(WORK INSTRUCTIONS): Could you return the lines below exactly, from the first line up to and including the line that holds "use crate::flags::BuildMode;"?

Saved entries
--------------------

//! Build directory layout and engine configuration.
//!
//! Nothing in the engine holds process-wide path state: every path a stage
//! reads or writes is derived from the [`BuildLayout`] it was given.

use std::path::{Path, PathBuf};

use crate::flags::BuildMode;

/// Every on-disk location, derived from one build directory.
#[derive(Clone, Debug, PartialEq, Eq)]
pub struct BuildLayout {
    build_dir: PathBuf,
}

impl BuildLayout {
    pub fn new(build_dir: impl Into<PathBuf>) -> Self {
        BuildLayout {
            build_dir: build_dir.into(),
        }
    }

    pub fn build_dir(&self) -> &Path {
        &self.build_dir
    }

    /// Library objects and their depfiles.
    pub fn obj_dir(&self) -> PathBuf {
        self.build_dir.join("obj")
    }

    /// Sketch objects and their depfiles.
    pub fn sketch_dir(&self) -> PathBuf {
        self.build_dir.join("sketch")
    }

    /// Generated unity chunks.
    pub fn unity_dir(&self) -> PathBuf {
        self.build_dir.join("unity")
    }

    pub fn pch_output(&self) -> PathBuf {
        self.build_dir.join("pch").join("precompiled.pch")
    }

    pub fn pch_depfile(&self) -> PathBuf {
        self.build_dir.join("pch").join("precompiled.pch.d")
    }

    pub fn pch_metadata(&self) -> PathBuf {
        self.build_dir.join("pch_metadata.json")
    }

    pub fn library_metadata(&self) -> PathBuf {
        self.build_dir.join("library_metadata.json")
    }

    pub fn sketch_metadata(&self) -> PathBuf {
        self.build_dir.join("sketch_metadata.json")
    }

    pub fn link_metadata(&self) -> PathBuf {
        self.build_dir.join("link_metadata.json")
    }

    fn lib_dir(&self) -> PathBuf {
        self.build_dir.join("lib")
    }

    /// The relocatable object every library object is merged into.
    pub fn merged_object(&self) -> PathBuf {
        self.lib_dir().join("libmerged.o")
    }

    /// Thin archive referencing [`merged_object`](Self::merged_object).
    pub fn archive(&self) -> PathBuf {
        self.lib_dir().join("liblibrary.a")
    }

    /// Response file listing the objects for the partial link.
    pub fn response_file(&self) -> PathBuf {
        self.lib_dir().join("objects.rsp")
    }

    /// The final `.js` artifact; the `.wasm` payload sits beside it.
    pub fn output_artifact(&self) -> PathBuf {
        self.build_dir.join("out").join("sketch.js")
    }
}

/// Explicit configuration for one engine run.
#[derive(Clone, Debug)]
pub struct EngineConfig {
    pub layout: BuildLayout,
    pub library_dir: PathBuf,
    pub sketch_dir: PathBuf,
    /// Header to precompile; `None` disables the PCH stage.
    pub pch_header: Option<PathBuf>,
    pub mode: BuildMode,
    pub force: bool,
    /// Worker count; 0 means host parallelism.
    pub jobs: usize,
    /// Unity chunk count; 0 disables unity builds.
    pub unity_chunks: usize,
}

impl EngineConfig {
    pub fn new(
        library_dir: impl Into<PathBuf>,
        sketch_dir: impl Into<PathBuf>,
        build_dir: impl Into<PathBuf>,
    ) -> Self {
        EngineConfig {
            layout: BuildLayout::new(build_dir),
            library_dir: library_dir.into(),
            sketch_dir: sketch_dir.into(),
            pch_header: None,
            mode: BuildMode::default(),
            force: false,
            jobs: 0,
            unity_chunks: 0,
        }
    }

    #[must_use]
    pub fn with_pch_header(mut self, header: impl Into<PathBuf>) -> Self {
        self.pch_header = Some(header.into());
        self
    }

    #[must_use]
    pub fn with_mode(mut self, mode: BuildMode) -> Self {
        self.mode = mode;
        self
    }

    #[must_use]
    pub fn with_force(mut self, force: bool) -> Self {
        self.force = force;
        self
    }

    #[must_use]
    pub fn with_jobs(mut self, jobs: usize) -> Self {
        self.jobs = jobs;
        self
    }

    #[must_use]
    pub fn with_unity_chunks(mut self, chunks: usize) -> Self {
        self.unity_chunks = chunks;
        self
    }
}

--------------------

(OUTPUT BELOW):
//! Build directory layout and engine configuration.
//!
//! Nothing in the engine holds process-wide path state: every path a stage
//! reads or writes is derived from the [`BuildLayout`] it was given.

use std::path::{Path, PathBuf};

use crate::flags::BuildMode;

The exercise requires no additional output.